Problem to solve >> A single number is the expected answer: the count of lines in the records below that contain "AppError".

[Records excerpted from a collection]
□ □ □ □
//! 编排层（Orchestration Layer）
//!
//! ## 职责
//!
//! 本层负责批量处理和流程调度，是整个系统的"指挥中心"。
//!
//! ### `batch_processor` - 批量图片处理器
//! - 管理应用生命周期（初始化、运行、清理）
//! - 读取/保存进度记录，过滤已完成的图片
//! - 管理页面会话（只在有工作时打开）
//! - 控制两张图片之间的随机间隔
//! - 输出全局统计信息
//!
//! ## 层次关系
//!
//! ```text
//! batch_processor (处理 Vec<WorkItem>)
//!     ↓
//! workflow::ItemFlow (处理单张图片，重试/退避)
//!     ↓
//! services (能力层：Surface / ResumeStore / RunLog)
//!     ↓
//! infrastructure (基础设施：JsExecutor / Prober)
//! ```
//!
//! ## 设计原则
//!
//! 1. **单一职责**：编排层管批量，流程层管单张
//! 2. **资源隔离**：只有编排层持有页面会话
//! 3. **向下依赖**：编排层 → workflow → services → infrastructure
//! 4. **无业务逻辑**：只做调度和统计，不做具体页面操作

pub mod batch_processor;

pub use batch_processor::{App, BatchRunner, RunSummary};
□ □ □ □
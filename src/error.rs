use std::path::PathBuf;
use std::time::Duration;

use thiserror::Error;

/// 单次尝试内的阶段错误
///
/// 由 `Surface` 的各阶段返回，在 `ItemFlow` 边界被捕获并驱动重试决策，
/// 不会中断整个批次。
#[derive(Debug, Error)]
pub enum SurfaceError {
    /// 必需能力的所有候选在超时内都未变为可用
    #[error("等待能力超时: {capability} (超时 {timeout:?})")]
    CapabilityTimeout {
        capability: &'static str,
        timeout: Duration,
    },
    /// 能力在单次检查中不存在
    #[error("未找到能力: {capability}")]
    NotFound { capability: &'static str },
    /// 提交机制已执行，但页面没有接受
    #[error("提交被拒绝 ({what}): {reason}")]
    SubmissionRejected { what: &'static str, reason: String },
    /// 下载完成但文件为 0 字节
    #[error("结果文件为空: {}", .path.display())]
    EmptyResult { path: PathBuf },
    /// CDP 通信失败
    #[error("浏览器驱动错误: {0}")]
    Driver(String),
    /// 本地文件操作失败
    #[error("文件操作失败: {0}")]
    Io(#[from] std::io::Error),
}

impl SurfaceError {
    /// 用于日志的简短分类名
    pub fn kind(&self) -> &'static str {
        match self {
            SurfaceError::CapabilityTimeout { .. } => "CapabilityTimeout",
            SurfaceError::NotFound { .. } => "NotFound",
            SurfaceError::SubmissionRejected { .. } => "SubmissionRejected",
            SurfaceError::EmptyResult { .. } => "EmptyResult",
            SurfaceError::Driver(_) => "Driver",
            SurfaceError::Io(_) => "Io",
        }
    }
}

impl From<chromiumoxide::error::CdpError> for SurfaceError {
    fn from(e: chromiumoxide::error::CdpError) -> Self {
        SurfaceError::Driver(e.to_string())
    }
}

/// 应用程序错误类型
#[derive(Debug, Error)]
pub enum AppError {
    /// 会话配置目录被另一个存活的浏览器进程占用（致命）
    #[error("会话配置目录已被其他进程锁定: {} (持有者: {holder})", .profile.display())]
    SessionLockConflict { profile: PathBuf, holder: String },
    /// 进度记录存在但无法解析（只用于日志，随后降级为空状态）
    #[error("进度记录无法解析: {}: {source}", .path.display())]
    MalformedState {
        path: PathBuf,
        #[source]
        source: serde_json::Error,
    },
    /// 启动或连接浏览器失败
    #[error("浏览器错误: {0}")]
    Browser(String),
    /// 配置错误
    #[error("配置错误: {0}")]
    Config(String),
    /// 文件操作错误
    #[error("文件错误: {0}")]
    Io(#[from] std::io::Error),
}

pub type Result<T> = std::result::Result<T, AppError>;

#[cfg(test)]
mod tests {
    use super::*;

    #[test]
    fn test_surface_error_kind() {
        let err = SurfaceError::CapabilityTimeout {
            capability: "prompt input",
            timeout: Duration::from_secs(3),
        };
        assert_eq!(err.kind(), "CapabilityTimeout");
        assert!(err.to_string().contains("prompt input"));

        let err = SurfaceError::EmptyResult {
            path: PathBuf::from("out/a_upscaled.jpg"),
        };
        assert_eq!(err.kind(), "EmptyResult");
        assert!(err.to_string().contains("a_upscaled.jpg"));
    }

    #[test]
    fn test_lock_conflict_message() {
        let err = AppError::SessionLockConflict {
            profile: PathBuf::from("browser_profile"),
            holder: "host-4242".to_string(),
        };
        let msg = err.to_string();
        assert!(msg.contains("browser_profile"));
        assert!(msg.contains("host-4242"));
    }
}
□ □ □ □
Answer for this exercise >> 3